Use of biomarkers in the early detection of Alzheimer’s disease

In 1906, Alois Alzheimer described the disease bearing his name, a progressive neurodegenerative pathology with high prevalence. This condition is characterized by progressive cognitive impairment, particularly memory loss, resulting from the degeneration and death of neurons in cortical and subcortical regions. Late diagnosis remains one of the main factors negatively impacting the prognosis of patients with Alzheimer’s disease (AD). Evidence from studies using positron emission tomography (PET) and cerebrospinal fluid (CSF) analysis indicates that neuropathological changes associated with AD begin up to 20 years before the onset of clinical symptoms. This study aims to present the growing role of biomarkers in the early detection of Alzheimer’s disease, emphasizing their importance in identifying early pathological changes before the appearance of clinical symptoms. This review seeks to investigate the use of biomarkers in the early detection of Alzheimer’s disease, focusing on articles from the last five years, both national and international. The methodology will be conducted systematically and structurally. The development of biomarkers for Alzheimer’s disease has advanced considerably, providing essential tools for the prevention, diagnosis, and monitoring of disease progression. Among the most studied biomarkers are Beta-Amyloid and phosphorylated Tau protein, which serve as biological indicators of the underlying pathological processes of the disease. These biomarkers can be measured objectively; however, obtaining this information often requires invasive methods, such as the collection of cerebrospinal fluid (CSF) to quantify protein levels.
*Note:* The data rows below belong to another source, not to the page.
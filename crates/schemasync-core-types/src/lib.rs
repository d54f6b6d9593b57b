//! Core types shared across schemasync facilities
//!
//! This crate provides foundational types used by both the error and
//! logging facilities:
//!
//! - **Correlation types**: RunId, TraceId, RunContext
//! - **Schema constants**: Canonical field keys and event names

pub mod correlation;
pub mod schema;

pub use correlation::{RunContext, RunId, TraceId};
Phosphorylated Tau protein (p-tau), for instance, has proven particularly useful when combined with other biomarkers, offering a more accurate evaluation of the pathology. The integration of protein, genetic, and lipid biomarkers, together with new measurement platforms, will likely be essential in transforming the clinical approach to AD, providing a more comprehensive understanding of the disease from its early stages to its more advanced phases.